We remember being thankful that we took insurance on a vacation we had booked. Because of it, we were able to cancel it without a lot of ramifications when we needed to leave the country to take care of my mother in law. We’ve learned to be flexible with our schedule and takes things in stride. We’ve also learned to be available in the event that we need to drop a few things in our schedule to take care of the people closest to us. Is it sometimes a challenge? It sure is but family is always worth it.
Be Open & Ask for Help
We all have the best intentions but taking care of parents is tough, especially when they aren’t independent anymore. My mother-in-law is nonverbal now, which means we had to track down all her important documents, people in her circle that can legally attest for her when it came to the paperwork of where she’s lived and worked – to finding the best institutions for care. All of that and more was because we were open with our needs and asked for help from family and friends who pointed us in the right direction, gave us advice, offered suggestions, and shared their own experiences. We also had people that took time out of their schedules to lend a hand and also help financially. What may have been the most helpful is having a community around us that listened and prayed for us through what was an emotionally, mentally, physically, and spiritually draining season for us.
Be Patient & Extend Grace
Patience is such a needed virtue when dealing with aging parents. For some reason, they seem to get more stubborn as they age! It could be the pain that no one seems to understand, the frustration of not being able to do the things they used to, the lack of control they seem to have over their life, or the tiredness that accompanies them day and night. Whatever the reason, at times it’s been exasperating making them eat, take their meds, do some exercise and even get them out of bed. We’ve had to tap into our empathy and try our best to understand where they’re coming from and what’s going on with them at any given time. Needless to say, it’s required a lot of patience. On the flip side, we’ve learned to extend grace…to ourselves. We used to get so down and out about what we should’ve, could’ve and wasn’t able to, carrying a burden so heavy and unrealistic that we forget that we are doing our best. Our best is all we can muster and that is good enough.
Be Grateful & Don’t Give Up Hope
Lastly, we are grateful for each day that we have with our parents. Regardless if it’s a few more years, months, weeks, or days – we know time is short. In our culture, we are brought up with the knowledge that it’s our duty and privilege to take care of our parents as they age. It’s considered a blessing. It is definitely easier said than done when you have a job, other responsibilities of your own, or your parents are not in the best health or mindset. However, we have learned to embrace the moments of smiles, hugs, and joy scattered throughout their struggles and hardship.
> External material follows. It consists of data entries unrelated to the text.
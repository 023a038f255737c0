/// Wizard change notifications
///
/// Published after a transition actually changed the navigation state.
/// Guard failures never produce an event.
use crate::wizard::Transition;

/// Events broadcast by a wizard provider
#[derive(Debug, Clone, PartialEq, Eq)]
pub enum WizardEvent {
    /// Active step index moved
    StepChanged { from: usize, to: usize },

    /// Registered steps were replaced
    StepsReplaced { previous_len: usize, len: usize },

    /// Active index was pulled back into bounds after a replacement
    IndexClamped { from: usize, to: usize },

    /// Provider was dropped; its scopes no longer resolve
    ProviderUnmounted,
}

impl WizardEvent {
    /// Event for a reducer outcome, if it changed anything
    pub fn from_transition(transition: Transition) -> Option<Self> {
        match transition {
            Transition::Moved { from, to } => Some(WizardEvent::StepChanged { from, to }),
            Transition::Replaced { previous_len, len } => {
                Some(WizardEvent::StepsReplaced { previous_len, len })
            }
            Transition::Unchanged => None,
        }
    }

    /// Whether a host should re-render in response
    pub fn requires_render(&self) -> bool {
        !matches!(self, WizardEvent::ProviderUnmounted)
    }
}
/// Navigation bar listing every registered step
///
/// The entry whose id matches the active step is marked with
/// `fp-c-wizard__nav-link-active`. Entries are not clickable.
use super::{Component, Node};
use crate::context::Scope;
use crate::error::WizardError;
use crate::wizard::StepDescriptor;

pub const ACTIVE_LINK_CLASS: &str = "fp-c-wizard__nav-link-active";

#[derive(Debug, Clone, Copy, Default)]
pub struct Navbar;

impl<T: StepDescriptor> Component<T> for Navbar {
    fn render(&self, scope: &Scope<T>) -> Result<Node, WizardError> {
        let ctx = scope.use_wizard()?;
        let active = ctx.active_step();

        let items = ctx.steps().into_iter().map(|step| -> Node {
            let is_active = active.as_ref().map_or(false, |a| a.id() == step.id());
            let class = if is_active {
                format!("fp-c-wizard__nav-link {}", ACTIVE_LINK_CLASS)
            } else {
                "fp-c-wizard__nav-link".to_string()
            };

            Node::el("li")
                .class("fp-c-wizard__nav-item")
                .attr("key", step.id().to_string())
                .child(Node::el("button").class(class).child(step.title()))
                .into()
        });

        Ok(Node::el("nav")
            .class("fp-c-wizard__nav")
            .child(Node::el("ol").class("fp-c-wizard__nav-list").children(items))
            .into())
    }
}
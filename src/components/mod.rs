/// Presentational wizard components
///
/// Every component renders a [`Node`] from the wizard context it finds in the
/// [`Scope`] it is handed. None of them take configuration beyond that
/// context.
///
/// ```text
/// Wizard (owns the provider)
///   ├── Navbar    (step titles, active marker)
///   ├── body      (consumer components, usually a Steps container)
///   │     └── Steps > Step*   (registers steps, shows the active one)
///   └── Footer    (Previous / Next)
/// Progress          (optional "Step n of m" readout)
/// ```

pub mod footer;
pub mod navbar;
pub mod node;
pub mod progress;
pub mod steps;
pub mod wizard;

pub use footer::Footer;
pub use navbar::Navbar;
pub use node::{ElementNode, Node};
pub use progress::Progress;
pub use steps::{Child, Step, Steps};
pub use wizard::Wizard;

use crate::context::Scope;
use crate::error::WizardError;
use crate::wizard::StepDescriptor;

/// Something that renders a view from the wizard scope
pub trait Component<T: StepDescriptor> {
    fn render(&self, scope: &Scope<T>) -> Result<Node, WizardError>;
}

/// Static content renders as itself
impl<T: StepDescriptor> Component<T> for Node {
    fn render(&self, _scope: &Scope<T>) -> Result<Node, WizardError> {
        Ok(self.clone())
    }
}

impl<T, F> Component<T> for F
where
    T: StepDescriptor,
    F: Fn(&Scope<T>) -> Result<Node, WizardError>,
{
    fn render(&self, scope: &Scope<T>) -> Result<Node, WizardError> {
        self(scope)
    }
}
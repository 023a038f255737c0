/// Wizard flow management
///
/// [`WizardContext`] is the read/transition handle consumers obtain from a
/// scope. All mutation goes through the reducer under a short write lock; no
/// lock is held across the advance effect.
use crossbeam_channel::Receiver;
use parking_lot::RwLock;
use std::future::Future;
use std::sync::atomic::{AtomicBool, Ordering};
use std::sync::Arc;

use super::state::{Action, NavigationState, Transition};
use super::steps::{StepDescriptor, StepId};
use crate::config::{ReplacePolicy, WizardConfig};
use crate::messaging::{EventBus, SubscriberId, WizardEvent};

/// Navigation request carried by an interactive element
#[derive(Debug, Clone, Copy, PartialEq, Eq)]
pub enum NavAction {
    Previous,
    Next,
    GoTo(usize),
}

/// State owned by a provider and shared with its contexts
pub(crate) struct Shared<T> {
    state: RwLock<NavigationState<T>>,
    config: WizardConfig,
    events: EventBus,
    mounted: AtomicBool,
}

impl<T: StepDescriptor> Shared<T> {
    pub(crate) fn new(config: WizardConfig) -> Self {
        Self {
            state: RwLock::new(NavigationState::new()),
            config,
            events: EventBus::new(),
            mounted: AtomicBool::new(true),
        }
    }

    pub(crate) fn events(&self) -> &EventBus {
        &self.events
    }

    pub(crate) fn is_mounted(&self) -> bool {
        self.mounted.load(Ordering::Acquire)
    }

    /// Mark the owning provider gone; outstanding contexts keep working
    pub(crate) fn unmount(&self) {
        self.mounted.store(false, Ordering::Release);
        self.events.publish(WizardEvent::ProviderUnmounted);
    }
}

/// Handle to a provider's navigation state and its transitions
pub struct WizardContext<T> {
    shared: Arc<Shared<T>>,
}

impl<T> Clone for WizardContext<T> {
    fn clone(&self) -> Self {
        Self {
            shared: Arc::clone(&self.shared),
        }
    }
}

impl<T: StepDescriptor> WizardContext<T> {
    pub(crate) fn from_shared(shared: Arc<Shared<T>>) -> Self {
        Self { shared }
    }

    pub fn config(&self) -> &WizardConfig {
        &self.shared.config
    }

    pub fn active_step_index(&self) -> usize {
        self.shared.state.read().active_step_index()
    }

    pub fn steps(&self) -> Vec<T> {
        self.shared.state.read().steps().to_vec()
    }

    pub fn len(&self) -> usize {
        self.shared.state.read().len()
    }

    pub fn is_empty(&self) -> bool {
        self.shared.state.read().is_empty()
    }

    pub fn is_first_step(&self) -> bool {
        self.shared.state.read().is_first_step()
    }

    pub fn is_last_step(&self) -> bool {
        self.shared.state.read().is_last_step()
    }

    /// Step at the active index; `None` when empty or out of bounds
    pub fn active_step(&self) -> Option<T> {
        self.shared.state.read().active_step().cloned()
    }

    /// Consistent copy of the whole state
    pub fn snapshot(&self) -> NavigationState<T> {
        self.shared.state.read().clone()
    }

    pub fn advance(&self) -> Transition {
        self.apply(Action::Advance)
    }

    pub fn retreat(&self) -> Transition {
        self.apply(Action::Retreat)
    }

    pub fn go_to(&self, index: usize) -> Transition {
        self.apply(Action::GoTo { index })
    }

    /// Jump to the step registered under `id`
    pub fn go_to_step(&self, id: &StepId) -> Transition {
        let position = self.shared.state.read().position_of(id);
        match position {
            Some(index) => self.go_to(index),
            None => {
                tracing::trace!(%id, "No registered step with this id");
                Transition::Unchanged
            }
        }
    }

    pub fn replace_steps(&self, steps: Vec<T>) -> Transition {
        self.apply(Action::ReplaceSteps(steps))
    }

    /// Run a synchronous effect, then advance regardless of its outcome
    pub fn advance_with<F, R>(&self, effect: F) -> Transition
    where
        F: FnOnce() -> R,
    {
        let _ = effect();
        self.advance()
    }

    /// First phase of an effectful advance: await the effect
    ///
    /// The returned [`AdvanceCommit`] applies the advance against whatever
    /// state exists when it is committed. There is no cancellation: dropping
    /// the future abandons the advance, nothing else.
    pub async fn begin_advance<F>(&self, effect: F) -> AdvanceCommit<T>
    where
        F: Future,
    {
        let _ = effect.await;
        AdvanceCommit {
            context: self.clone(),
        }
    }

    /// Await `effect`, then advance
    pub async fn advance_after<F>(&self, effect: F) -> Transition
    where
        F: Future,
    {
        self.begin_advance(effect).await.commit()
    }

    /// Dispatch a navigation request from an interactive element
    pub fn dispatch(&self, action: NavAction) -> Transition {
        match action {
            NavAction::Previous => self.retreat(),
            NavAction::Next => self.advance(),
            NavAction::GoTo(index) => self.go_to(index),
        }
    }

    pub fn subscribe(&self) -> (Receiver<WizardEvent>, SubscriberId) {
        self.shared.events.subscribe()
    }

    pub fn unsubscribe(&self, id: SubscriberId) {
        self.shared.events.unsubscribe(id);
    }

    fn apply(&self, action: Action<T>) -> Transition {
        let name = action.name();
        let mut clamped = None;

        let transition = {
            let mut state = self.shared.state.write();
            let transition = state.apply(action);
            if matches!(transition, Transition::Replaced { .. })
                && self.shared.config.on_replace == ReplacePolicy::Clamp
            {
                clamped = state
                    .clamp_active_index()
                    .map(|from| (from, state.active_step_index()));
            }
            transition
        };

        match transition {
            Transition::Unchanged => tracing::trace!(action = name, "Guard rejected transition"),
            Transition::Moved { from, to } => {
                tracing::debug!(action = name, from, to, "Active step changed")
            }
            Transition::Replaced { previous_len, len } => {
                tracing::debug!(action = name, previous_len, len, "Steps replaced")
            }
        }

        if let Some(event) = WizardEvent::from_transition(transition) {
            self.shared.events.publish(event);
        }
        if let Some((from, to)) = clamped {
            tracing::warn!(from, to, "Active step index clamped after replacement");
            self.shared.events.publish(WizardEvent::IndexClamped { from, to });
        }

        transition
    }
}

/// Second phase of an effectful advance
#[must_use = "the advance is only applied when committed"]
pub struct AdvanceCommit<T> {
    context: WizardContext<T>,
}

impl<T: StepDescriptor> AdvanceCommit<T> {
    /// Apply the guarded advance against the current state
    pub fn commit(self) -> Transition {
        self.context.advance()
    }
}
And we remember the sacrifices they made for us as we were growing up. At the end of the day, that’s what families and lives are made of. Families aren’t perfect and life is full of moments – some filled with pain and challenges and others full of joy.
We hope and pray that things turn around for our parents- whether this side of heaven or not. That one day they will be completely healed. Until then, we’ll celebrate all the little milestones and hold onto hope that tomorrow will be a better day for them.